The Elizabethan era predates the invention of modern concepts of race, and Cobb said contemporary artists are able to portray racial attitudes only as we understand them today. The word “Moor” in Shakespeare’s time could refer to almost anyone who wasn’t white (including Arabs, for instance).
But to his antagonists, like Iago, any difference between Othello and “white” Britons is crucial, and exploitable. (As late as the 1960s, Othello was typically played by white actors in blackface, including Orson Welles and Laurence Olivier; exceptions include the celebrated, world-touring 19th-century Black American actor Ira Aldridge, and 20th-century stage and screen icon Paul Robeson.)

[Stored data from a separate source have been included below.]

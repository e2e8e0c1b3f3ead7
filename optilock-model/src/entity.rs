use crate::error::{SchemaError, SchemaResult};
use optilock_types::{Attributes, FieldHandle, Version};
use serde::{Deserialize, Serialize};
use serde_json::Value;
use std::collections::HashMap;

/// A record held by a model.
///
/// `attributes` is the caller-visible data and is what gets serialized.
/// Hidden slots are keyed by [`FieldHandle`] and are skipped by serde, so a
/// slot is only reachable through the handle that owns it.
#[derive(Debug, Clone, Default, PartialEq, Serialize, Deserialize)]
#[serde(transparent)]
pub struct Entity {
    attributes: Attributes,
    #[serde(skip)]
    hidden: HashMap<FieldHandle, Version>,
}

impl Entity {
    /// Creates an entity from an attribute map.
    pub fn new(attributes: Attributes) -> Self {
        Self {
            attributes,
            hidden: HashMap::new(),
        }
    }

    /// Creates an entity from a JSON object.
    pub fn from_value(value: Value) -> SchemaResult<Self> {
        match value {
            Value::Object(attributes) => Ok(Self::new(attributes)),
            _ => Err(SchemaError::NotAnObject),
        }
    }

    pub fn attributes(&self) -> &Attributes {
        &self.attributes
    }

    pub fn attributes_mut(&mut self) -> &mut Attributes {
        &mut self.attributes
    }

    pub fn into_attributes(self) -> Attributes {
        self.attributes
    }

    /// Returns a top-level attribute.
    pub fn get(&self, name: &str) -> Option<&Value> {
        self.attributes.get(name)
    }

    /// Sets a top-level attribute, returning the previous value.
    pub fn set(&mut self, name: impl Into<String>, value: impl Into<Value>) -> Option<Value> {
        self.attributes.insert(name.into(), value.into())
    }

    /// Removes a top-level attribute.
    pub fn remove(&mut self, name: &str) -> Option<Value> {
        self.attributes.remove(name)
    }

    /// Resolves a JSON pointer (e.g. "/meta/author") against the attributes.
    ///
    /// The attributes are a bare map rather than a [`Value`], so the first
    /// segment is looked up here and the remainder goes to [`Value::pointer`].
    /// The empty pointer names the whole map and resolves to `None`.
    pub fn pointer(&self, pointer: &str) -> Option<&Value> {
        let rest = pointer.strip_prefix('/')?;
        let (head, tail) = match rest.find('/') {
            Some(ix) => (&rest[..ix], &rest[ix..]),
            None => (rest, ""),
        };
        let head = head.replace("~1", "/").replace("~0", "~");
        let value = self.attributes.get(&head)?;
        if tail.is_empty() {
            Some(value)
        } else {
            value.pointer(tail)
        }
    }

    /// Extract a string value using a JSON pointer.
    pub fn get_str(&self, pointer: &str) -> Option<&str> {
        self.pointer(pointer).and_then(|v| v.as_str())
    }

    /// Extract a numeric value using a JSON pointer.
    pub fn get_number(&self, pointer: &str) -> Option<f64> {
        self.pointer(pointer).and_then(|v| v.as_f64())
    }

    /// Extract an array value using a JSON pointer.
    pub fn get_array(&self, pointer: &str) -> Option<&Vec<Value>> {
        self.pointer(pointer).and_then(|v| v.as_array())
    }

    /// Appends to an array attribute, creating it when absent.
    ///
    /// Returns false if the attribute exists and is not an array.
    pub fn push(&mut self, name: &str, value: impl Into<Value>) -> bool {
        match self
            .attributes
            .entry(name.to_string())
            .or_insert_with(|| Value::Array(Vec::new()))
        {
            Value::Array(items) => {
                items.push(value.into());
                true
            }
            _ => false,
        }
    }

    /// Reads a hidden version slot.
    pub fn hidden_version(&self, field: FieldHandle) -> Option<Version> {
        self.hidden.get(&field).copied()
    }

    /// Writes a hidden version slot.
    pub fn set_hidden_version(&mut self, field: FieldHandle, version: Version) {
        self.hidden.insert(field, version);
    }

    /// Clears a hidden version slot.
    pub fn clear_hidden_version(&mut self, field: FieldHandle) -> Option<Version> {
        self.hidden.remove(&field)
    }
}
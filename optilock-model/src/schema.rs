use crate::entity::Entity;
use crate::error::{SchemaError, SchemaResult};
use optilock_types::{Attributes, FieldHandle, Key, Version};

/// A persisted attribute that maps onto a hidden entity slot.
///
/// On read the attribute is moved out of the visible set into the slot named
/// by `field`; on write it is never encoded from the slot.
#[derive(Debug, Clone, PartialEq, Eq)]
pub struct HiddenAttribute {
    pub attribute_name: String,
    pub field: FieldHandle,
}

/// Describes a table: its name, key layout and hidden attributes.
#[derive(Debug, Clone)]
pub struct Schema {
    table: String,
    hash_key: String,
    range_key: Option<String>,
    hidden: Vec<HiddenAttribute>,
}

impl Schema {
    /// Creates a schema with a hash key only.
    pub fn new(table: impl Into<String>, hash_key: impl Into<String>) -> Self {
        Self {
            table: table.into(),
            hash_key: hash_key.into(),
            range_key: None,
            hidden: Vec::new(),
        }
    }

    /// Adds a range key to the schema.
    pub fn with_range_key(mut self, range_key: impl Into<String>) -> Self {
        self.range_key = Some(range_key.into());
        self
    }

    pub fn table(&self) -> &str {
        &self.table
    }

    pub fn hash_key(&self) -> &str {
        &self.hash_key
    }

    pub fn range_key(&self) -> Option<&str> {
        self.range_key.as_deref()
    }

    pub fn hidden_attributes(&self) -> &[HiddenAttribute] {
        &self.hidden
    }

    /// Returns true if `name` is one of the key attributes.
    pub fn is_key_attribute(&self, name: &str) -> bool {
        self.hash_key == name || self.range_key.as_deref() == Some(name)
    }

    /// Declares a persisted attribute as hidden, bound to `field`.
    ///
    /// Declaring the same pair twice is a no-op. An attribute that is a key
    /// attribute, or that is already bound to a different handle, is rejected.
    pub fn declare_hidden(
        &mut self,
        attribute_name: impl Into<String>,
        field: FieldHandle,
    ) -> SchemaResult<()> {
        let attribute_name = attribute_name.into();
        if self.is_key_attribute(&attribute_name) {
            return Err(SchemaError::HiddenAttributeConflict(attribute_name));
        }
        if let Some(existing) = self
            .hidden
            .iter()
            .find(|h| h.attribute_name == attribute_name || h.field == field)
        {
            if existing.attribute_name == attribute_name && existing.field == field {
                return Ok(());
            }
            return Err(SchemaError::HiddenAttributeConflict(attribute_name));
        }
        self.hidden.push(HiddenAttribute {
            attribute_name,
            field,
        });
        Ok(())
    }

    /// Extracts the primary key from an attribute map.
    pub fn key_of(&self, attributes: &Attributes) -> SchemaResult<Key> {
        let hash = attributes
            .get(&self.hash_key)
            .ok_or_else(|| self.missing(&self.hash_key))?;
        let key = Key::hash(self.hash_key.clone(), hash.clone())?;
        match &self.range_key {
            Some(range_key) => {
                let range = attributes
                    .get(range_key)
                    .ok_or_else(|| self.missing(range_key))?;
                Ok(key.with_range(range_key.clone(), range.clone())?)
            }
            None => Ok(key),
        }
    }

    /// Extracts the primary key of an entity.
    pub fn key_of_entity(&self, entity: &Entity) -> SchemaResult<Key> {
        self.key_of(entity.attributes())
    }

    /// Turns a stored item into an entity, filling hidden slots.
    pub fn decode(&self, mut item: Attributes) -> SchemaResult<Entity> {
        let mut slots = Vec::with_capacity(self.hidden.len());
        for hidden in &self.hidden {
            if let Some(raw) = item.remove(&hidden.attribute_name) {
                slots.push((hidden.field, Version::try_from(&raw)?));
            }
        }
        let mut entity = Entity::new(item);
        for (field, version) in slots {
            entity.set_hidden_version(field, version);
        }
        Ok(entity)
    }

    /// Encodes the visible attributes of an entity as an outgoing item.
    ///
    /// Hidden attribute names are stripped even if a caller set them as
    /// plain attributes.
    pub fn encode(&self, entity: &Entity) -> Attributes {
        let mut item = entity.attributes().clone();
        for hidden in &self.hidden {
            item.remove(&hidden.attribute_name);
        }
        item
    }

    fn missing(&self, attribute: &str) -> SchemaError {
        SchemaError::MissingKeyAttribute {
            table: self.table.clone(),
            attribute: attribute.to_string(),
        }
    }
}
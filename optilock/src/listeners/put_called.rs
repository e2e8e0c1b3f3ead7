use super::LockContext;
use async_trait::async_trait;
use optilock_store::{
    Actions, Hook, HookEvent, HookOutcome, ModelError, Payload, VersionContext,
};
use std::sync::Arc;
use tracing::{debug, warn};

/// Bumps the entity's version and hands it to the request stage.
pub(crate) struct StampVersion {
    context: Arc<LockContext>,
}

impl StampVersion {
    pub fn new(context: Arc<LockContext>) -> Self {
        Self { context }
    }
}

#[async_trait]
impl Hook for StampVersion {
    async fn handle(&self, event: HookEvent<'_>, actions: &mut Actions) -> HookOutcome {
        if let Payload::PutCalled { entity, options } = event.payload {
            let next = match self.context.versions.stamp(entity) {
                Ok(next) => next,
                Err(err) => {
                    warn!(model = %event.model.name(), error = %err, "Put rejected before any request");
                    return HookOutcome::Reject(ModelError::hook(err));
                }
            };
            debug!(model = %event.model.name(), version = %next, "model:put|called");
            let mut options = options.clone();
            options.version = Some(VersionContext::Single(next));
            actions.update_options(options);
        }
        HookOutcome::Continue
    }
}
//! Partial-update expressions.

use crate::error::{StoreError, StoreResult};
use optilock_types::Attributes;
use serde_json::{Number, Value};
use std::collections::BTreeMap;
use std::fmt;

/// A set of attribute actions applied to one stored item.
///
/// `ADD` on a number increments it, on an array appends the given elements,
/// and on a missing attribute stores the given value.
#[derive(Debug, Clone, Default, PartialEq)]
pub struct UpdateExpression {
    set: BTreeMap<String, Value>,
    add: BTreeMap<String, Value>,
    remove: Vec<String>,
}

impl UpdateExpression {
    pub fn new() -> Self {
        Self::default()
    }

    /// `SET name = value`
    pub fn set(mut self, name: impl Into<String>, value: impl Into<Value>) -> Self {
        self.set.insert(name.into(), value.into());
        self
    }

    /// `ADD name value`
    pub fn add(mut self, name: impl Into<String>, value: impl Into<Value>) -> Self {
        self.add.insert(name.into(), value.into());
        self
    }

    /// `REMOVE name`
    pub fn remove(mut self, name: impl Into<String>) -> Self {
        self.remove.push(name.into());
        self
    }

    /// Drops every action targeting `name`.
    pub fn without(mut self, name: &str) -> Self {
        self.set.remove(name);
        self.add.remove(name);
        self.remove.retain(|n| n != name);
        self
    }

    pub fn is_empty(&self) -> bool {
        self.set.is_empty() && self.add.is_empty() && self.remove.is_empty()
    }

    pub fn set_actions(&self) -> &BTreeMap<String, Value> {
        &self.set
    }

    pub fn add_actions(&self) -> &BTreeMap<String, Value> {
        &self.add
    }

    pub fn remove_actions(&self) -> &[String] {
        &self.remove
    }

    /// Returns true if any action targets `name`.
    pub fn touches(&self, name: &str) -> bool {
        self.set.contains_key(name)
            || self.add.contains_key(name)
            || self.remove.iter().any(|n| n == name)
    }

    /// Applies the expression to an item in place.
    pub fn apply(&self, item: &mut Attributes) -> StoreResult<()> {
        for (name, value) in &self.set {
            item.insert(name.clone(), value.clone());
        }
        for name in &self.remove {
            item.remove(name);
        }
        for (name, delta) in &self.add {
            let merged = match item.remove(name) {
                None => delta.clone(),
                Some(Value::Number(current)) => match delta {
                    Value::Number(delta) => add_numbers(&current, delta)
                        .map(Value::Number)
                        .ok_or_else(|| StoreError::validation(format!("ADD overflows attribute '{name}'")))?,
                    _ => return Err(mismatch(name)),
                },
                Some(Value::Array(mut current)) => match delta {
                    Value::Array(extra) => {
                        current.extend(extra.iter().cloned());
                        Value::Array(current)
                    }
                    _ => return Err(mismatch(name)),
                },
                Some(_) => return Err(mismatch(name)),
            };
            item.insert(name.clone(), merged);
        }
        Ok(())
    }
}

fn mismatch(name: &str) -> StoreError {
    StoreError::validation(format!(
        "An operand in the update expression has an incorrect data type: '{name}'"
    ))
}

fn add_numbers(left: &Number, right: &Number) -> Option<Number> {
    if let (Some(l), Some(r)) = (left.as_u64(), right.as_u64()) {
        return l.checked_add(r).map(Number::from);
    }
    if let (Some(l), Some(r)) = (left.as_i64(), right.as_i64()) {
        return l.checked_add(r).map(Number::from);
    }
    Number::from_f64(left.as_f64()? + right.as_f64()?)
}

impl fmt::Display for UpdateExpression {
    fn fmt(&self, f: &mut fmt::Formatter<'_>) -> fmt::Result {
        let mut clauses = Vec::new();
        if !self.set.is_empty() {
            let parts: Vec<_> = self.set.iter().map(|(n, v)| format!("{n} = {v}")).collect();
            clauses.push(format!("SET {}", parts.join(", ")));
        }
        if !self.remove.is_empty() {
            clauses.push(format!("REMOVE {}", self.remove.join(", ")));
        }
        if !self.add.is_empty() {
            let parts: Vec<_> = self.add.iter().map(|(n, v)| format!("{n} {v}")).collect();
            clauses.push(format!("ADD {}", parts.join(", ")));
        }
        f.write_str(&clauses.join(" "))
    }
}
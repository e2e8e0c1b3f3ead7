//! Optimistic locking for keyed stores.
//!
//! Installs into a [`Model`](optilock_store::Model) as a set of stage hooks:
//! - every write is stamped with the entity's next version and conditioned on
//!   the stored version being older
//! - a rejected write can be classified as a version conflict by fetching the
//!   stored entity ([`OptimisticLockError`])
//! - [`VersionedModel::put_next_version`] retries a read-modify-write against
//!   the stored copy until it wins or runs out of attempts
//!
//! ```no_run
//! use optilock::{OptimisticLocking, OptimisticLockingConfig, PutNextVersionOptions};
//! use optilock_model::{Entity, Schema};
//! use optilock_store::{MemoryBackend, Model};
//! use std::sync::Arc;
//!
//! # async fn run() -> optilock::LockResult<()> {
//! let schema = Schema::new("BookCollection", "author");
//! let backend = Arc::new(MemoryBackend::new().with_table(&schema));
//! let locking = OptimisticLocking::new(
//!     OptimisticLockingConfig::default().with_fetch_on_conflict(true),
//! )?;
//! let books = locking.install(Model::new(schema, backend))?;
//!
//! let entity = Entity::from_value(serde_json::json!({"author": "Eoin Colfer"}))?;
//! let result = books
//!     .put_next_version(
//!         entity,
//!         |e: &mut Entity| e.push("books", "Artemis Fowl"),
//!         PutNextVersionOptions::new().with_max_attempts(3),
//!     )
//!     .await?;
//! assert!(result.written);
//! # Ok(())
//! # }
//! ```

mod condition;
mod config;
mod error;
mod listeners;
mod plugin;
mod retry;
mod version;

pub use condition::{ConditionBuilder, NAME_PLACEHOLDER, VALUE_PLACEHOLDER};
pub use config::{DEFAULT_ATTRIBUTE_NAME, OptimisticLockingConfig};
pub use error::{CONFLICT_MESSAGE, LockError, LockResult, OptimisticLockError};
pub use plugin::{OptimisticLocking, VersionedModel};
pub use retry::{Mutator, PutNextVersionOptions, PutNextVersionResult};
pub use version::VersionStore;
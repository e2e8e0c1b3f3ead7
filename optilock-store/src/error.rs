//! Error types for the store pipeline.

use optilock_model::SchemaError;
use serde::{Deserialize, Serialize};
use thiserror::Error;

/// Result type for backend calls.
pub type StoreResult<T> = Result<T, StoreError>;

/// Result type for model operations.
pub type ModelResult<T> = Result<T, ModelError>;

/// Message of a rejected conditional write.
pub const CONDITIONAL_CHECK_FAILED_MESSAGE: &str = "The conditional request failed";

/// Machine-readable category of a backend error.
#[derive(Debug, Clone, Copy, PartialEq, Eq, Serialize, Deserialize)]
pub enum ErrorCode {
    ConditionalCheckFailed,
    ProvisionedThroughputExceeded,
    ResourceNotFound,
    Validation,
    Transport,
    Internal,
}

/// Everything about a backend error except its message.
#[derive(Debug, Clone, PartialEq, Eq, Serialize, Deserialize)]
pub struct ErrorMetadata {
    pub code: ErrorCode,
    pub status_code: u16,
    pub request_id: Option<String>,
    pub retryable: bool,
}

impl ErrorMetadata {
    pub fn new(code: ErrorCode, status_code: u16, retryable: bool) -> Self {
        Self {
            code,
            status_code,
            request_id: None,
            retryable,
        }
    }
}

/// An error returned by a storage backend.
#[derive(Debug, Clone, PartialEq, Error)]
#[error("{message}")]
pub struct StoreError {
    pub message: String,
    pub metadata: ErrorMetadata,
}

impl StoreError {
    pub fn new(message: impl Into<String>, metadata: ErrorMetadata) -> Self {
        Self {
            message: message.into(),
            metadata,
        }
    }

    /// A conditional write whose predicate evaluated false.
    pub fn conditional_check_failed() -> Self {
        Self::new(
            CONDITIONAL_CHECK_FAILED_MESSAGE,
            ErrorMetadata::new(ErrorCode::ConditionalCheckFailed, 400, false),
        )
    }

    pub fn throughput_exceeded() -> Self {
        Self::new(
            "The level of configured provisioned throughput for the table was exceeded",
            ErrorMetadata::new(ErrorCode::ProvisionedThroughputExceeded, 400, true),
        )
    }

    pub fn resource_not_found(table: &str) -> Self {
        Self::new(
            format!("Requested resource not found: table '{table}'"),
            ErrorMetadata::new(ErrorCode::ResourceNotFound, 400, false),
        )
    }

    pub fn validation(message: impl Into<String>) -> Self {
        Self::new(
            message,
            ErrorMetadata::new(ErrorCode::Validation, 400, false),
        )
    }

    pub fn transport(message: impl Into<String>) -> Self {
        Self::new(message, ErrorMetadata::new(ErrorCode::Transport, 503, true))
    }

    /// Attaches a request id to the metadata.
    pub fn with_request_id(mut self, request_id: impl Into<String>) -> Self {
        self.metadata.request_id = Some(request_id.into());
        self
    }

    pub fn code(&self) -> ErrorCode {
        self.metadata.code
    }

    pub fn is_conditional_check_failed(&self) -> bool {
        self.metadata.code == ErrorCode::ConditionalCheckFailed
    }
}

/// Errors in building or evaluating condition expressions.
#[derive(Debug, Clone, PartialEq, Eq, Error)]
pub enum ConditionError {
    /// An expression references a placeholder that has no binding.
    #[error("unknown placeholder '{0}'")]
    UnknownPlaceholder(String),

    /// Two conditions bind the same placeholder to different things.
    #[error("placeholder '{0}' is bound by both conditions")]
    PlaceholderCollision(String),
}

/// Errors surfaced by model operations.
#[derive(Debug, Error)]
pub enum ModelError {
    /// The backend rejected or failed the request.
    #[error(transparent)]
    Store(#[from] StoreError),

    /// A stored item could not be mapped to or from an entity.
    #[error(transparent)]
    Schema(#[from] SchemaError),

    /// A condition expression is malformed.
    #[error(transparent)]
    Condition(#[from] ConditionError),

    /// A hook rejected the operation or replaced its error.
    #[error("{0}")]
    Hook(Box<dyn std::error::Error + Send + Sync>),
}

impl ModelError {
    /// Wraps any error raised by a hook.
    pub fn hook(error: impl Into<Box<dyn std::error::Error + Send + Sync>>) -> Self {
        Self::Hook(error.into())
    }

    /// Returns the backend error, if this is one.
    pub fn as_store_error(&self) -> Option<&StoreError> {
        match self {
            Self::Store(err) => Some(err),
            _ => None,
        }
    }

    pub fn is_conditional_check_failed(&self) -> bool {
        self.as_store_error()
            .is_some_and(StoreError::is_conditional_check_failed)
    }
}
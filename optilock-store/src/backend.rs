//! Storage backend abstraction.
//!
//! Defines the keyed-store interface the model pipeline talks to.

use crate::error::StoreResult;
use crate::request::{BatchGetRequest, BatchWriteRequest, GetRequest, PutRequest, UpdateRequest};
use async_trait::async_trait;
use optilock_types::Attributes;

/// Abstract keyed store.
///
/// Implementations must evaluate a write's condition and apply the write
/// atomically with respect to other writes to the same item.
#[async_trait]
pub trait StorageBackend: Send + Sync {
    /// Returns the name of the backend.
    fn name(&self) -> &'static str;

    /// Reads one item.
    async fn get_item(&self, request: &GetRequest) -> StoreResult<Option<Attributes>>;

    /// Reads several items. Missing keys are skipped; order is unspecified.
    async fn batch_get_items(&self, request: &BatchGetRequest) -> StoreResult<Vec<Attributes>>;

    /// Writes one item, failing with a conditional-check error if the
    /// request's condition does not hold for the stored item.
    async fn put_item(&self, request: &PutRequest) -> StoreResult<()>;

    /// Writes several items without conditions.
    /// Returns the items the backend did not process.
    async fn batch_write_items(&self, request: &BatchWriteRequest) -> StoreResult<Vec<Attributes>>;

    /// Applies an update expression and returns the resulting item.
    async fn update_item(&self, request: &UpdateRequest) -> StoreResult<Attributes>;
}
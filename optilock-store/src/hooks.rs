//! Stage hooks.
//!
//! Every model operation runs through three stages: `called` (before any
//! request is built), `request:pre` (before the request is sent) and
//! `request:post` (once the response or error is known). A [`HookRegistry`]
//! holds at most one [`Hook`] per (operation, stage) slot; a model awaits each
//! installed registry's hook in installation order before moving on.
//!
//! Hooks observe a [`HookEvent`] and request changes through [`Actions`];
//! the model applies the actions that make sense for the stage and logs the
//! rest. Returning [`HookOutcome::Reject`] aborts the whole operation.

use crate::error::ModelError;
use crate::model::Model;
use crate::options::WriteOptions;
use crate::request::{BatchWriteRequest, PutRequest, UpdateRequest};
use crate::update::UpdateExpression;
use async_trait::async_trait;
use optilock_model::Entity;
use optilock_types::{Attributes, Key};
use std::collections::HashMap;
use std::fmt;
use std::sync::Arc;
use tracing::warn;

/// Model operation categories.
#[derive(Debug, Clone, Copy, PartialEq, Eq, Hash, PartialOrd, Ord)]
pub enum Operation {
    Get,
    BatchGet,
    Put,
    BatchPut,
    Update,
}

impl fmt::Display for Operation {
    fn fmt(&self, f: &mut fmt::Formatter<'_>) -> fmt::Result {
        f.write_str(match self {
            Self::Get => "get",
            Self::BatchGet => "batchGet",
            Self::Put => "put",
            Self::BatchPut => "batchPut",
            Self::Update => "update",
        })
    }
}

/// Lifecycle stages of an operation.
#[derive(Debug, Clone, Copy, PartialEq, Eq, Hash, PartialOrd, Ord)]
pub enum Stage {
    Called,
    RequestPre,
    RequestPost,
}

impl fmt::Display for Stage {
    fn fmt(&self, f: &mut fmt::Formatter<'_>) -> fmt::Result {
        f.write_str(match self {
            Self::Called => "called",
            Self::RequestPre => "request:pre",
            Self::RequestPost => "request:post",
        })
    }
}

/// Stage-specific data of a [`HookEvent`].
///
/// The `called` payloads of writes hand out the caller's entities mutably so
/// that hooks can update hidden slots in place. Everything else is read-only.
pub enum Payload<'a> {
    /// Any stage of `get`. `data` and `error` are only set at `request:post`.
    Get {
        key: &'a Key,
        data: Option<&'a Entity>,
        error: Option<&'a ModelError>,
    },
    /// Any stage of `batchGet`. `data` and `error` are only set at `request:post`.
    BatchGet {
        keys: &'a [Key],
        data: &'a [Entity],
        error: Option<&'a ModelError>,
    },
    PutCalled {
        entity: &'a mut Entity,
        options: &'a WriteOptions,
    },
    PutRequest {
        request: &'a PutRequest,
        options: &'a WriteOptions,
    },
    PutResponse {
        request: &'a PutRequest,
        options: &'a WriteOptions,
        error: Option<&'a ModelError>,
    },
    BatchPutCalled {
        entities: &'a mut [Entity],
        options: &'a WriteOptions,
    },
    /// The per-chunk write requests, in order.
    BatchPutRequest {
        requests: &'a [BatchWriteRequest],
        options: &'a WriteOptions,
    },
    BatchPutResponse {
        requests: &'a [BatchWriteRequest],
        unprocessed: &'a [Attributes],
        error: Option<&'a ModelError>,
    },
    UpdateCalled {
        key: &'a Key,
        expression: &'a UpdateExpression,
        options: &'a WriteOptions,
    },
    UpdateRequest {
        request: &'a UpdateRequest,
        options: &'a WriteOptions,
    },
    UpdateResponse {
        request: &'a UpdateRequest,
        data: Option<&'a Entity>,
        error: Option<&'a ModelError>,
    },
}

/// What a hook sees.
pub struct HookEvent<'a> {
    pub model: &'a Model,
    pub operation: Operation,
    pub stage: Stage,
    pub payload: Payload<'a>,
}

/// Changes a hook asks the model to make.
#[derive(Debug, Default)]
pub struct Actions {
    pub(crate) options: Option<WriteOptions>,
    pub(crate) item: Option<Attributes>,
    pub(crate) items: Option<Vec<Attributes>>,
    pub(crate) expression: Option<UpdateExpression>,
    pub(crate) error: Option<ModelError>,
}

impl Actions {
    /// Replaces the pending write options.
    pub fn update_options(&mut self, options: WriteOptions) {
        self.options = Some(options);
    }

    /// Replaces the outgoing item of a single-item write.
    pub fn update_item(&mut self, item: Attributes) {
        self.item = Some(item);
    }

    /// Replaces the outgoing items of a batch write, flattened across requests.
    pub fn update_items(&mut self, items: Vec<Attributes>) {
        self.items = Some(items);
    }

    /// Replaces the pending update expression.
    pub fn update_expression(&mut self, expression: UpdateExpression) {
        self.expression = Some(expression);
    }

    /// Replaces the outgoing error at `request:post`.
    pub fn update_error(&mut self, error: ModelError) {
        self.error = Some(error);
    }

    pub fn is_empty(&self) -> bool {
        self.options.is_none()
            && self.item.is_none()
            && self.items.is_none()
            && self.expression.is_none()
            && self.error.is_none()
    }

    /// Logs every action the model did not take out.
    pub(crate) fn finish(self, operation: Operation, stage: Stage) {
        let unapplied = [
            ("update_options", self.options.is_some()),
            ("update_item", self.item.is_some()),
            ("update_items", self.items.is_some()),
            ("update_expression", self.expression.is_some()),
            ("update_error", self.error.is_some()),
        ];
        for (action, _) in unapplied.iter().filter(|(_, set)| *set) {
            warn!(%operation, %stage, action = %action, "Hook action does not apply to this stage; ignored");
        }
    }
}

/// How a hook wants the operation to proceed.
#[derive(Debug)]
pub enum HookOutcome {
    Continue,
    /// Abort the operation with the given error.
    Reject(ModelError),
}

/// A callback bound to one (operation, stage) slot.
#[async_trait]
pub trait Hook: Send + Sync {
    async fn handle(&self, event: HookEvent<'_>, actions: &mut Actions) -> HookOutcome;
}

/// The hooks of one configured plugin instance.
pub struct HookRegistry {
    name: String,
    hooks: HashMap<(Operation, Stage), Arc<dyn Hook>>,
}

impl HookRegistry {
    pub fn new(name: impl Into<String>) -> Self {
        Self {
            name: name.into(),
            hooks: HashMap::new(),
        }
    }

    pub fn name(&self) -> &str {
        &self.name
    }

    /// Binds `hook` to a slot, returning the hook it replaces.
    ///
    /// Registering `None` leaves the slot empty.
    pub fn register(
        &mut self,
        operation: Operation,
        stage: Stage,
        hook: Option<Arc<dyn Hook>>,
    ) -> Option<Arc<dyn Hook>> {
        match hook {
            Some(hook) => self.hooks.insert((operation, stage), hook),
            None => self.hooks.remove(&(operation, stage)),
        }
    }

    pub fn get(&self, operation: Operation, stage: Stage) -> Option<&Arc<dyn Hook>> {
        self.hooks.get(&(operation, stage))
    }

    pub fn contains(&self, operation: Operation, stage: Stage) -> bool {
        self.hooks.contains_key(&(operation, stage))
    }

    pub fn len(&self) -> usize {
        self.hooks.len()
    }

    pub fn is_empty(&self) -> bool {
        self.hooks.is_empty()
    }

    /// Occupied slots, sorted.
    pub fn slots(&self) -> Vec<(Operation, Stage)> {
        let mut slots: Vec<_> = self.hooks.keys().copied().collect();
        slots.sort();
        slots
    }
}

impl fmt::Debug for HookRegistry {
    fn fmt(&self, f: &mut fmt::Formatter<'_>) -> fmt::Result {
        f.debug_struct("HookRegistry")
            .field("name", &self.name)
            .field("slots", &self.slots())
            .finish()
    }
}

Some actors continue to revere the role. In a 2009 White House Poetry Slam, James Earl Jones (who has played Othello on stage) chose to perform the Moor’s speech to the senate. And playing a cross-gender-cast (a character's traditional gender presentation was disregarded) Othello in a 2020 stage production Jessika D. Williams seemed in one interview to describe the play less as racist itself than as about the racism of Othello's enemies.
For his part, while he harbors no desire to play Othello these days, Cobb seeks to address such issues with his ongoing Untitled Othello Project, in which he convenes theater artists to work through the script, exploring each character in depth. The idea is to create a revised version of the play that is still Shakespeare but more psychologically plausible.
The Playhouse staging of “American Moor” will be the first since the pandemic started — and also since the nationwide protests for racial justice, following the police murder of George Floyd in 2020. But while the culture — and perhaps the theater world more than most — claims to be newly sensitized to white supremacy, Cobb said the essential message of his play remains relevant. “All these quote-unquote changes that were ushered in by COVID and the public lynching of George Floyd, as huge as they are, are not enough to change the trajectory of a culture that is operating off of hundreds of years of racist structures,” he said.
“American Moor” receives four performances in the Playhouse’s PNC Theatre. More information is here.
The show is accompanied “he is me, and I love me dearly,” a multimedia art installation inspired by a line from “American Moor.” The exhibit, curated by Sean Beauford and Alisha Wormsley, runs Feb. 8-20 in the Playhouse lobby.